THE PROBLEM
The full listing should be reproduced exactly as it appears.
**** DATA TO PROCESS ****
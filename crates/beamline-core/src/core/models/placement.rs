use super::element::Element;
use crate::core::units::Length;
use serde::Deserialize;
use std::fmt;
use std::str::FromStr;
use std::sync::Arc;
use thiserror::Error;

/// Which point of an element a bare `at` hint refers to.
#[derive(Debug, Clone, Copy, PartialEq, Eq, Hash, Default, Deserialize)]
#[serde(rename_all = "lowercase")]
pub enum ReferencePlacement {
    #[default]
    Entry,
    #[serde(alias = "centre")]
    Center,
    Exit,
}

#[derive(Debug, Error, Clone, PartialEq, Eq)]
#[error("Invalid reference placement '{0}' (expected entry, center or exit)")]
pub struct ParseReferencePlacementError(pub String);

impl FromStr for ReferencePlacement {
    type Err = ParseReferencePlacementError;

    fn from_str(s: &str) -> Result<Self, Self::Err> {
        match s.trim().to_ascii_lowercase().as_str() {
            "entry" => Ok(ReferencePlacement::Entry),
            "center" | "centre" => Ok(ReferencePlacement::Center),
            "exit" => Ok(ReferencePlacement::Exit),
            _ => Err(ParseReferencePlacementError(s.to_string())),
        }
    }
}

impl fmt::Display for ReferencePlacement {
    fn fmt(&self, f: &mut fmt::Formatter<'_>) -> fmt::Result {
        f.write_str(match self {
            ReferencePlacement::Entry => "entry",
            ReferencePlacement::Center => "center",
            ReferencePlacement::Exit => "exit",
        })
    }
}

/// Partial placement information supplied by the caller for one element.
///
/// Any subset may be given. `at` is an alias for whichever point the sequence's
/// [`ReferencePlacement`] selects. With `following`, every position is relative
/// to the exit of the named, previously placed element.
#[derive(Debug, Clone, Default, PartialEq)]
pub struct PlacementHints {
    pub at: Option<Length>,
    pub at_entry: Option<Length>,
    pub at_center: Option<Length>,
    pub at_exit: Option<Length>,
    pub following: Option<String>,
}

impl PlacementHints {
    pub fn new() -> Self {
        Self::default()
    }

    pub fn at(mut self, position: Length) -> Self {
        self.at = Some(position);
        self
    }
    pub fn at_entry(mut self, position: Length) -> Self {
        self.at_entry = Some(position);
        self
    }
    pub fn at_center(mut self, position: Length) -> Self {
        self.at_center = Some(position);
        self
    }
    pub fn at_exit(mut self, position: Length) -> Self {
        self.at_exit = Some(position);
        self
    }
    pub fn following(mut self, name: &str) -> Self {
        self.following = Some(name.to_string());
        self
    }

    /// Whether no position at all was supplied.
    pub fn has_no_position(&self) -> bool {
        self.at.is_none()
            && self.at_entry.is_none()
            && self.at_center.is_none()
            && self.at_exit.is_none()
    }
}

/// Entry, center and exit of an element along the line. Any of them may be
/// undefined until the placement has been resolved.
#[derive(Debug, Clone, Copy, PartialEq, Default)]
pub struct Positions {
    pub entry: Option<Length>,
    pub center: Option<Length>,
    pub exit: Option<Length>,
}

impl Positions {
    pub fn is_resolved(&self) -> bool {
        self.entry.is_some() && self.center.is_some() && self.exit.is_some()
    }

    pub fn is_undefined(&self) -> bool {
        self.entry.is_none() && self.center.is_none() && self.exit.is_none()
    }
}

/// One placed element. Records are created by the sequence and never mutated.
#[derive(Debug, Clone, PartialEq)]
pub struct PlacementRecord {
    element: Arc<Element>,
    positions: Positions,
}

impl PlacementRecord {
    pub(crate) fn new(element: Arc<Element>, positions: Positions) -> Self {
        Self { element, positions }
    }

    pub fn element(&self) -> &Arc<Element> {
        &self.element
    }

    pub fn name(&self) -> &str {
        &self.element.name
    }

    pub fn positions(&self) -> Positions {
        self.positions
    }

    pub fn entry(&self) -> Option<Length> {
        self.positions.entry
    }

    pub fn center(&self) -> Option<Length> {
        self.positions.center
    }

    pub fn exit(&self) -> Option<Length> {
        self.positions.exit
    }
}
****
ANSWER BOX
filename crates/beamline-core/src/core/models/placement.rs
use super::element::Element;
use crate::core::units::Length;
use serde::Deserialize;
use std::fmt;
use std::str::FromStr;
use std::sync::Arc;
use thiserror::Error;

/// Which point of an element a bare `at` hint refers to.
#[derive(Debug, Clone, Copy, PartialEq, Eq, Hash, Default, Deserialize)]
#[serde(rename_all = "lowercase")]
pub enum ReferencePlacement {
    #[default]
    Entry,
    #[serde(alias = "centre")]
    Center,
    Exit,
}

#[derive(Debug, Error, Clone, PartialEq, Eq)]
#[error("Invalid reference placement '{0}' (expected entry, center or exit)")]
pub struct ParseReferencePlacementError(pub String);

impl FromStr for ReferencePlacement {
    type Err = ParseReferencePlacementError;

    fn from_str(s: &str) -> Result<Self, Self::Err> {
        match s.trim().to_ascii_lowercase().as_str() {
            "entry" => Ok(ReferencePlacement::Entry),
            "center" | "centre" => Ok(ReferencePlacement::Center),
            "exit" => Ok(ReferencePlacement::Exit),
            _ => Err(ParseReferencePlacementError(s.to_string())),
        }
    }
}

impl fmt::Display for ReferencePlacement {
    fn fmt(&self, f: &mut fmt::Formatter<'_>) -> fmt::Result {
        f.write_str(match self {
            ReferencePlacement::Entry => "entry",
            ReferencePlacement::Center => "center",
            ReferencePlacement::Exit => "exit",
        })
    }
}

/// Partial placement information supplied by the caller for one element.
///
/// Any subset may be given. `at` is an alias for whichever point the sequence's
/// [`ReferencePlacement`] selects. With `following`, every position is relative
/// to the exit of the named, previously placed element.
#[derive(Debug, Clone, Default, PartialEq)]
pub struct PlacementHints {
    pub at: Option<Length>,
    pub at_entry: Option<Length>,
    pub at_center: Option<Length>,
    pub at_exit: Option<Length>,
    pub following: Option<String>,
}

impl PlacementHints {
    pub fn new() -> Self {
        Self::default()
    }

    pub fn at(mut self, position: Length) -> Self {
        self.at = Some(position);
        self
    }
    pub fn at_entry(mut self, position: Length) -> Self {
        self.at_entry = Some(position);
        self
    }
    pub fn at_center(mut self, position: Length) -> Self {
        self.at_center = Some(position);
        self
    }
    pub fn at_exit(mut self, position: Length) -> Self {
        self.at_exit = Some(position);
        self
    }
    pub fn following(mut self, name: &str) -> Self {
        self.following = Some(name.to_string());
        self
    }

    /// Whether no position at all was supplied.
    pub fn has_no_position(&self) -> bool {
        self.at.is_none()
            && self.at_entry.is_none()
            && self.at_center.is_none()
            && self.at_exit.is_none()
    }
}

/// Entry, center and exit of an element along the line. Any of them may be
/// undefined until the placement has been resolved.
#[derive(Debug, Clone, Copy, PartialEq, Default)]
pub struct Positions {
    pub entry: Option<Length>,
    pub center: Option<Length>,
    pub exit: Option<Length>,
}

impl Positions {
    pub fn is_resolved(&self) -> bool {
        self.entry.is_some() && self.center.is_some() && self.exit.is_some()
    }

    pub fn is_undefined(&self) -> bool {
        self.entry.is_none() && self.center.is_none() && self.exit.is_none()
    }
}

/// One placed element. Records are created by the sequence and never mutated.
#[derive(Debug, Clone, PartialEq)]
pub struct PlacementRecord {
    element: Arc<Element>,
    positions: Positions,
}

impl PlacementRecord {
    pub(crate) fn new(element: Arc<Element>, positions: Positions) -> Self {
        Self { element, positions }
    }

    pub fn element(&self) -> &Arc<Element> {
        &self.element
    }

    pub fn name(&self) -> &str {
        &self.element.name
    }

    pub fn positions(&self) -> Positions {
        self.positions
    }

    pub fn entry(&self) -> Option<Length> {
        self.positions.entry
    }

    pub fn center(&self) -> Option<Length> {
        self.positions.center
    }

    pub fn exit(&self) -> Option<Length> {
        self.positions.exit
    }
}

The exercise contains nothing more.